Why you should question the “database per service” pattern

Questioning experts is a good thing. I question the idea that in a single application, each service must have its database. I think the database per service concept has been quite damaging to software architecture for many years.

What problem is this pattern serving that cannot be solved by a modern relational database? Let’s examine

Services must be loosely coupled so that they can be developed, deployed and scaled independently


I agree, but that is not an argument for overcomplicating your database.

Some business transactions must enforce invariants that span multiple services. For example, the Place Order use case must verify that a new Order will not exceed the customer’s credit limit. Other business transactions, must update data owned by multiple services.


Sure, but if your business logic involves transactions that span data owned by multiple services, perhaps the most reliable way to use transactions is to use RDBMS capabilities.

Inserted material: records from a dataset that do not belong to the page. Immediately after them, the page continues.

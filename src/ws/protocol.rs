//! WebSocket protocol message definitions
//! These are the wire types for client-server communication

use std::collections::HashMap;

use serde::{Deserialize, Serialize};
use uuid::Uuid;

use crate::game::state::MatchState;

/// A movement/aim correction reported by the turn-holder's client.
///
/// Positions and velocities are client-computed; the server only stores the
/// values it accepts, it never simulates them.
#[derive(Debug, Clone, Serialize, Deserialize)]
pub struct MoveCorrection {
    /// Walk intent: -1 left, 1 right, 0 stop
    pub walk: i8,
    /// Jump intent: -1 backflip, 1 forward, 0 stop
    pub jump: i8,
    /// Aim intent: -1 up, 1 down, 0 stop
    pub aim: i8,
    /// Aim angle in degrees
    pub angle: f32,
    pub x: f32,
    pub y: f32,
    pub vx: f32,
    pub vy: f32,
}

/// Fire message payload: the firing bird's client-side pose plus impulse
#[derive(Debug, Clone, Serialize, Deserialize)]
pub struct WeaponFirePacket {
    pub x: f32,
    pub y: f32,
    pub angle: f32,
    pub impulse: f32,
}

/// One entry of a client-reported damage batch
#[derive(Debug, Clone, PartialEq, Eq, Serialize, Deserialize)]
pub struct DamageClaim {
    /// Team that owns the struck bird
    pub participant_id: Uuid,
    /// Index of the struck bird within that team's squad
    pub bird_slot: usize,
    pub damage: u16,
}

/// A bird pose snapshot used for post-resolution position corrections
#[derive(Debug, Clone, Serialize, Deserialize)]
pub struct PositionPacket {
    pub angle: f32,
    pub x: f32,
    pub y: f32,
    pub vx: f32,
    pub vy: f32,
}

#[derive(Debug, Clone, Copy, Serialize, Deserialize)]
pub struct Point {
    pub x: f32,
    pub y: f32,
}

/// Descriptive arguments of a reported explosion.
///
/// `origin`, `shape` and `kind` discriminate the physical event for
/// consensus fingerprinting; the rest is passed through to clients verbatim.
#[derive(Debug, Clone, Serialize, Deserialize)]
pub struct ExplosionArgs {
    pub origin: Point,
    pub shape: u32,
    pub kind: u32,
    pub radius: f32,
    pub power: f32,
    pub caused_by: String,
}

/// A client's view of one explosion: what blew up, and where every bird
/// ended up after the client's own physics resolved the blast.
#[derive(Debug, Clone, Serialize, Deserialize)]
pub struct ExplosionReport {
    pub args: ExplosionArgs,
    /// participant id -> squad-ordered bird poses after the explosion
    pub positions: HashMap<Uuid, Vec<PositionPacket>>,
}

/// Messages sent from client to server
#[derive(Debug, Clone, Serialize, Deserialize)]
#[serde(tag = "type", rename_all = "snake_case")]
pub enum ClientMsg {
    /// Movement/aim correction for the active bird
    MoveCorrection(MoveCorrection),

    /// Select a weapon slot
    WeaponSelect { slot: usize },

    /// Fire the selected weapon
    WeaponFire(WeaponFirePacket),

    /// Batch of locally-detected hits awaiting server consensus
    DamageReport { claims: Vec<DamageClaim> },

    /// Locally-detected explosion awaiting server consensus
    ExplosionReport(ExplosionReport),

    /// Vote to advance the turn early, with post-resolution bird poses
    ReadyForNext {
        positions: HashMap<Uuid, Vec<PositionPacket>>,
    },
}

/// Messages sent from server to client
#[derive(Debug, Clone, Serialize, Deserialize)]
#[serde(tag = "type", rename_all = "snake_case")]
pub enum ServerMsg {
    /// Welcome message after connection
    Welcome {
        participant_id: Uuid,
        server_time: u64,
    },

    /// Authoritative match state snapshot
    StatePatch { state: MatchState },

    /// A member left the session
    MemberLeft { participant_id: Uuid },

    /// The session has been torn down
    SessionDisposed,

    /// Turn advanced to a new participant/bird
    TurnChanged {
        active_participant: usize,
        active_bird: usize,
    },

    /// A winner has been determined; the match is terminal
    Winner { participant_id: Uuid },

    /// A resolved explosion notice (positions travel in the state patch)
    Explosion { args: ExplosionArgs },

    /// Error message
    Error { code: String, message: String },
}
//! Match simulation modules

pub mod arena;
pub mod bird;
pub mod clock;
pub mod consensus;
pub mod session;
pub mod state;
pub mod team;
pub mod weapons;

pub use session::{
    GameSession, JoinError, JoinRequest, SessionHandle, SessionInput, SessionMode, SessionRegistry,
};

Some business transactions need to query data that is owned by multiple services. For example, the View Available Credit use must query the Customer to find the creditLimit and Orders to calculate the total amount of the open orders.

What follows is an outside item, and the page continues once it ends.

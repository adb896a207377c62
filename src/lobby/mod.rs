//! Session directory and member routing

pub mod service;

pub use service::LobbyService;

Again, if your business transactions need to query data owned by multiple services, you are complicating your life and productivity by separating a database per each service. I guarantee that even if you twist yourself into a pretzel at the onset of the project to avoid this, eventually, you will be pressured into supporting queries across services in a transactional fashion.

Some queries must join data that is owned by multiple services. For example, finding customers in a particular region and their recent orders requires a join between customers and orders.


To me, this reads as another argument for not splitting up the database.

Databases must sometimes be replicated and sharded in order to scale


A modern RDBMS can do that just fine.

Different services have different data storage requirements. For some services, a relational database is the best choice. Other services might need a NoSQL database such as MongoDB, which is good at storing complex, unstructured data, or Neo4J, which is designed to efficiently store and query graph data.


A modern RDBMS can do most of the above. As an architect, if you are sitting there in your silo creating a witch’s brew of a soup that involves multiple database technologies, perhaps you should re-examine both your sanity and your architecture.

I am not a fan of the database per service model. The correct pattern for the database model in a cloud-native environment is a data abstraction layer that hides the underlying database mechanics while allowing for transactions that span multiple services. The services should not know the architecture of the database, nor should they orchestrate their transactions.